Since BLASTX against SWISS-PROT database resulted in almost similar accuracy to BLASTX against NR and also because BLSTX against SWISS-PROT had better accuracy at Exon level than BLASTX against NR, we decided to use SWISS-PROT for futher evaluation. Since, BLASTN against EST had very low probability of correct predictions or specificity, further evaluation using EST was avoided.

In our next step, BLASTN against Intron database was used to modify predictions from all ab initio programs. Results are shown in Table 2. With respect to all the ab initio programs there was an ~2% increase in Specificity with out affecting the Sensitivity with the exception of SWISS-PROT where a marginal increase was noted in Sensitivity but an increase in number of actual genes that were missed was noted.

In our next phase, we evaluated the performance when results from BLASTX against SWISS-PROT was integrated with ab initio programs.
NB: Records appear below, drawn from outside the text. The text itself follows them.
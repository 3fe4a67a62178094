//! HTTP collaborator used by `apiCall` steps.

use async_trait::async_trait;
use reqwest::Method;
use serde::{Deserialize, Serialize};
use serde_json::Value;
use std::str::FromStr;
use std::time::Duration;

use crate::error::StepError;

/// HTTP method.
#[derive(Debug, Clone, Copy, PartialEq, Eq, Serialize, Deserialize, Default)]
#[serde(rename_all = "UPPERCASE")]
#[allow(clippy::upper_case_acronyms)] // HTTP methods are conventionally uppercase
pub enum HttpMethod {
    #[default]
    GET,
    POST,
    PUT,
    PATCH,
    DELETE,
    HEAD,
    OPTIONS,
}

impl From<HttpMethod> for Method {
    fn from(method: HttpMethod) -> Self {
        match method {
            HttpMethod::GET => Method::GET,
            HttpMethod::POST => Method::POST,
            HttpMethod::PUT => Method::PUT,
            HttpMethod::PATCH => Method::PATCH,
            HttpMethod::DELETE => Method::DELETE,
            HttpMethod::HEAD => Method::HEAD,
            HttpMethod::OPTIONS => Method::OPTIONS,
        }
    }
}

impl FromStr for HttpMethod {
    type Err = StepError;

    fn from_str(s: &str) -> Result<Self, Self::Err> {
        match s.trim().to_ascii_uppercase().as_str() {
            "" | "GET" => Ok(HttpMethod::GET),
            "POST" => Ok(HttpMethod::POST),
            "PUT" => Ok(HttpMethod::PUT),
            "PATCH" => Ok(HttpMethod::PATCH),
            "DELETE" => Ok(HttpMethod::DELETE),
            "HEAD" => Ok(HttpMethod::HEAD),
            "OPTIONS" => Ok(HttpMethod::OPTIONS),
            other => Err(StepError::Configuration(format!(
                "Unsupported HTTP method: {}",
                other
            ))),
        }
    }
}

impl std::fmt::Display for HttpMethod {
    fn fmt(&self, f: &mut std::fmt::Formatter<'_>) -> std::fmt::Result {
        write!(f, "{}", Method::from(*self))
    }
}

/// Outgoing request.
#[derive(Debug, Clone, PartialEq, Serialize, Deserialize)]
pub struct HttpRequest {
    /// URL to request.
    pub url: String,

    /// HTTP method.
    pub method: HttpMethod,

    /// Request headers, in declaration order.
    #[serde(default)]
    pub headers: Vec<(String, String)>,

    /// Request body. Strings are sent verbatim, other values as JSON.
    #[serde(skip_serializing_if = "Option::is_none")]
    pub body: Option<Value>,
}

/// Response returned by an [`HttpClient`].
#[derive(Debug, Clone, PartialEq)]
pub struct HttpResponse {
    /// Status code.
    pub status: u16,

    /// Raw response body.
    pub body: String,
}

impl HttpResponse {
    /// Returns true for 2xx statuses.
    pub fn is_success(&self) -> bool {
        (200..300).contains(&self.status)
    }

    /// Parse the body as JSON. An empty body parses as `null`.
    pub fn json(&self) -> Result<Value, StepError> {
        if self.body.trim().is_empty() {
            return Ok(Value::Null);
        }

        serde_json::from_str(&self.body).map_err(|e| {
            StepError::Http(format!("Response from upstream is not valid JSON: {}", e))
        })
    }
}

/// Transport used by `apiCall` steps.
#[async_trait]
pub trait HttpClient: Send + Sync {
    /// Send one request and return the response.
    async fn fetch(&self, request: HttpRequest) -> Result<HttpResponse, StepError>;
}

/// [`HttpClient`] backed by `reqwest`.
#[derive(Clone)]
pub struct ReqwestHttpClient {
    client: reqwest::Client,
}

impl ReqwestHttpClient {
    /// Create a new client with the given request timeout.
    pub fn new(timeout: Duration) -> Self {
        let client = reqwest::Client::builder()
            .timeout(timeout)
            .build()
            .unwrap_or_default();

        Self { client }
    }
}

impl Default for ReqwestHttpClient {
    fn default() -> Self {
        Self::new(Duration::from_secs(30))
    }
}

#[async_trait]
impl HttpClient for ReqwestHttpClient {
    async fn fetch(&self, request: HttpRequest) -> Result<HttpResponse, StepError> {
        let mut builder = self.client.request(request.method.into(), &request.url);

        for (key, value) in &request.headers {
            builder = builder.header(key.as_str(), value.as_str());
        }

        if let Some(ref body) = request.body {
            match body {
                Value::String(s) => {
                    builder = builder.body(s.clone());
                }
                _ => {
                    builder = builder.json(body);
                }
            }
        }

        let response = builder.send().await?;
        let status = response.status().as_u16();
        let body = response.text().await?;

        Ok(HttpResponse { status, body })
    }
}
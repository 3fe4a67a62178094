//! Logger and notification tasks.

use async_trait::async_trait;
use serde::Deserialize;
use serde_json::{json, Value};

use crate::context::ExecutionContext;
use crate::error::TaskError;
use crate::registry::Task;
use crate::services::Services;
use crate::steps::NotificationStep;

#[derive(Debug, Deserialize)]
struct LoggerInput {
    #[serde(default)]
    message: Value,
}

/// `logger {message}` -> `{success: true}`.
#[derive(Debug, Clone, Copy, Default)]
pub struct LoggerTask;

#[async_trait]
impl Task for LoggerTask {
    fn name(&self) -> &'static str {
        "logger"
    }

    async fn execute(&self, input: Value) -> Result<Value, TaskError> {
        let input: LoggerInput = serde_json::from_value(input)?;
        tracing::info!(message = %crate::template::stringify(&input.message), "Logger task");
        Ok(json!({"success": true}))
    }
}

/// `notification {channel, recipient, content}` -> `{success: true}`.
pub struct NotificationTask {
    services: Services,
}

impl NotificationTask {
    pub fn new(services: Services) -> Self {
        Self { services }
    }
}

#[async_trait]
impl Task for NotificationTask {
    fn name(&self) -> &'static str {
        "notification"
    }

    async fn execute(&self, input: Value) -> Result<Value, TaskError> {
        let step: NotificationStep = serde_json::from_value(input)?;
        step.run(&ExecutionContext::default(), self.services.notifier.as_ref())
            .await?;
        Ok(json!({"success": true}))
    }
}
The reults from this evaluation are shown in Table 3. All combination showed a ~3-4% increase in Sensitivity or coverage. Concurrently, a general ~2% decrease in Specificity was noted for all programs. One interesting aspect noted was that the number of missed genes for all combinations decreased considerably. The maximum benefit was seen in combination Gene Intersection method where the number of missed genes decreased from 15 to 5 genes. This conclusively proves that combination of ab initio and similarity search against protein databases can improve prediction accuracy.

In our last step, we used the results from BLASTN against intron database to modify results from combination effected between ab initio programs and BLASTX against SWISS-PROT database. Results are shown in Table 4. The specificity of all combinations increase by ~4-5% compared to combination between just SWISS-PROT and ab initio programs. One drawback noted here is the decrease in exon level specificity by a significant margin. This is due to the fact that combinations are effected through a simple OR-based method. In this method preference is given to all ab initio predictions. If similarity searches give predictions other than that predicted by these ab initio programs, they are included for combinations. However, as seen in Table 1, similarity searches do not give correct boundaries of exons. Here exons boundaries are just the HSP (High Segment Pairs) boundaries.

The advantage of using this strategy lies in significant increase in number of genes that are predicted without decrease in probability of correct prediction (Specificity) at nucleotide level as seen in Table 4.